──────── RECORDS FOR THIS EXERCISE ────────

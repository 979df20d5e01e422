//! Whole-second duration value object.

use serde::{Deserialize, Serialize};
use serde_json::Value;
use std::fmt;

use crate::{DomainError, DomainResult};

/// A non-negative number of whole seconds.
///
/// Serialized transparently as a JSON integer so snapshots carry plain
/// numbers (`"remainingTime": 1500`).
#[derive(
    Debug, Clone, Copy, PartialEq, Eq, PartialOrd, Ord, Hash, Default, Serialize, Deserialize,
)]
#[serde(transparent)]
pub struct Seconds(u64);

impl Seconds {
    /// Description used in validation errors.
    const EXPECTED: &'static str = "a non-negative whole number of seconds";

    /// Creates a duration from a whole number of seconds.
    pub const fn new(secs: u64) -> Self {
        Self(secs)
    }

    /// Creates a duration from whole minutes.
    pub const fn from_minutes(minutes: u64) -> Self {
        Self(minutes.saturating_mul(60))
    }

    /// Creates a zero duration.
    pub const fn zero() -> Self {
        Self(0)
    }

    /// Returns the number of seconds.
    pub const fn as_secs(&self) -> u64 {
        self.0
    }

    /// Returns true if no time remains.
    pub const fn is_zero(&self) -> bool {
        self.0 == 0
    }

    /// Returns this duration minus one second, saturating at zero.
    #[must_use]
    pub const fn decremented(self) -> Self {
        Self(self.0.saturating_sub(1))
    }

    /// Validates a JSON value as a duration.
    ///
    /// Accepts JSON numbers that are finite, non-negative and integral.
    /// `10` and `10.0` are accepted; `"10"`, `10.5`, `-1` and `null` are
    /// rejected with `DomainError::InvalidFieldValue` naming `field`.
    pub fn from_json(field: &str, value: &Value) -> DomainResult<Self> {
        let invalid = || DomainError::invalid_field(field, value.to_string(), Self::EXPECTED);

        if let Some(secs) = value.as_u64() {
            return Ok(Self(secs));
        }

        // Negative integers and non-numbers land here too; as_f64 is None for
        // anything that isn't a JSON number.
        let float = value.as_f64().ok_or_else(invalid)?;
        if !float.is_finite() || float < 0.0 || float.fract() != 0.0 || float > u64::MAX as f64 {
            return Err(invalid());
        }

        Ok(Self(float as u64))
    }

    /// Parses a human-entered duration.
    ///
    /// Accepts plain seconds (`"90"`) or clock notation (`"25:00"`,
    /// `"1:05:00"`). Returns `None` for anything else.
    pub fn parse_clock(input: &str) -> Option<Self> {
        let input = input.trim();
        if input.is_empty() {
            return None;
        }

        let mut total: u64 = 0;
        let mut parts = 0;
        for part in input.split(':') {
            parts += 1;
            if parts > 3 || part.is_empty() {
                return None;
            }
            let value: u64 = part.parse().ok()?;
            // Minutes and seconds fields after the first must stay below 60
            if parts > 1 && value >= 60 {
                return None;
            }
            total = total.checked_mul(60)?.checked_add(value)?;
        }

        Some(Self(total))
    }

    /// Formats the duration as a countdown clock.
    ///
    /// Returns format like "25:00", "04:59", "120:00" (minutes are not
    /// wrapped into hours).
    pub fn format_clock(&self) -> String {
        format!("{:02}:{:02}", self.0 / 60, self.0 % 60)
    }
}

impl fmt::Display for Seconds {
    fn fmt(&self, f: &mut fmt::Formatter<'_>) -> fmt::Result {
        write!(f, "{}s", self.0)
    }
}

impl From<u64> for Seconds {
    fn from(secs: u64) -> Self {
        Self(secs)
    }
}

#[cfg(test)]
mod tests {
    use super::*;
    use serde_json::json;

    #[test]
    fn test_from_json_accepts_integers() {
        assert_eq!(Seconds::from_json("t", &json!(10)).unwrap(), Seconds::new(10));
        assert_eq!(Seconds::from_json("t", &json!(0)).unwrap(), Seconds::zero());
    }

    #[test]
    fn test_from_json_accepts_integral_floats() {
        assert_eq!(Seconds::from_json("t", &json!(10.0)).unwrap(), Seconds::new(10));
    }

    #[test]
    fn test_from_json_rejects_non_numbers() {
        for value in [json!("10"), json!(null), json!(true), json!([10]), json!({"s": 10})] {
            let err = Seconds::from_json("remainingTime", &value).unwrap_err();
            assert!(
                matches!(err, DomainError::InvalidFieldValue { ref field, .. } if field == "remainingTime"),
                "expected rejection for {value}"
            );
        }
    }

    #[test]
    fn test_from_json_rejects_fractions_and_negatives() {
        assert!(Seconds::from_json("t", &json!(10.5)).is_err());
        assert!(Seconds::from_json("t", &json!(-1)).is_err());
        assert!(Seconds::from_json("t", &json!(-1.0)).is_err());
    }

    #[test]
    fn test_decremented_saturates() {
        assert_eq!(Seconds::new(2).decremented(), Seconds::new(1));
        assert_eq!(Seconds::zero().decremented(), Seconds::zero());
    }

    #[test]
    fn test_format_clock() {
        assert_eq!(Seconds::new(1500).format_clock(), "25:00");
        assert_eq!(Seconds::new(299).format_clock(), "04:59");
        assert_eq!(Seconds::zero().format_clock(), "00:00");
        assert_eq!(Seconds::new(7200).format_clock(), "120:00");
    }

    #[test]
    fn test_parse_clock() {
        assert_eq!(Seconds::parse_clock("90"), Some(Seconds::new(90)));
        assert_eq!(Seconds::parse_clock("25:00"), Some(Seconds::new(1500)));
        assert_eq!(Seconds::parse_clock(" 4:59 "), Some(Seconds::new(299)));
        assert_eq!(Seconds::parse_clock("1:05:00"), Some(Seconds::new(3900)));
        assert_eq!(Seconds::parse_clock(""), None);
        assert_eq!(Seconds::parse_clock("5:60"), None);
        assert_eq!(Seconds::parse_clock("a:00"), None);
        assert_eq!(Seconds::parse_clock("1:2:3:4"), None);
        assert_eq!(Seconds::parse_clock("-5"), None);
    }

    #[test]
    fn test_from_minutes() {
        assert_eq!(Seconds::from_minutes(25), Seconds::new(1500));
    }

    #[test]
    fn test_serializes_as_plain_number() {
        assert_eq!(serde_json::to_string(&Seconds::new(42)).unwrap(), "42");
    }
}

────────
──────── RECORDS FOR THIS EXERCISE ────────

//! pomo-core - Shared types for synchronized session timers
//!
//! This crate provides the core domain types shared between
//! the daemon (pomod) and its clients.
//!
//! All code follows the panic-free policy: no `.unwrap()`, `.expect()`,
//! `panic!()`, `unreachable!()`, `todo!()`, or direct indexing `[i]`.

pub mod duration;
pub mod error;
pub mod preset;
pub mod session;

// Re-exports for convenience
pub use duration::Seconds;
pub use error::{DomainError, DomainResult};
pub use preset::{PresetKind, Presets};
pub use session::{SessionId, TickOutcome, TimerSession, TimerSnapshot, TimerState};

────────

▸ TASK PROMPT
Within the material above, output exactly the lines from the one with "repository 979df20d5e01e422" through the one with "const EXPECTED: &'static", end lines included, and nothing besides.

▸ ANSWER TO THE PROBLEM
repository 979df20d5e01e422
//! Whole-second duration value object.

use serde::{Deserialize, Serialize};
use serde_json::Value;
use std::fmt;

use crate::{DomainError, DomainResult};

/// A non-negative number of whole seconds.
///
/// Serialized transparently as a JSON integer so snapshots carry plain
/// numbers (`"remainingTime": 1500`).
#[derive(
    Debug, Clone, Copy, PartialEq, Eq, PartialOrd, Ord, Hash, Default, Serialize, Deserialize,
)]
#[serde(transparent)]
pub struct Seconds(u64);

impl Seconds {
    /// Description used in validation errors.
    const EXPECTED: &'static str = "a non-negative whole number of seconds";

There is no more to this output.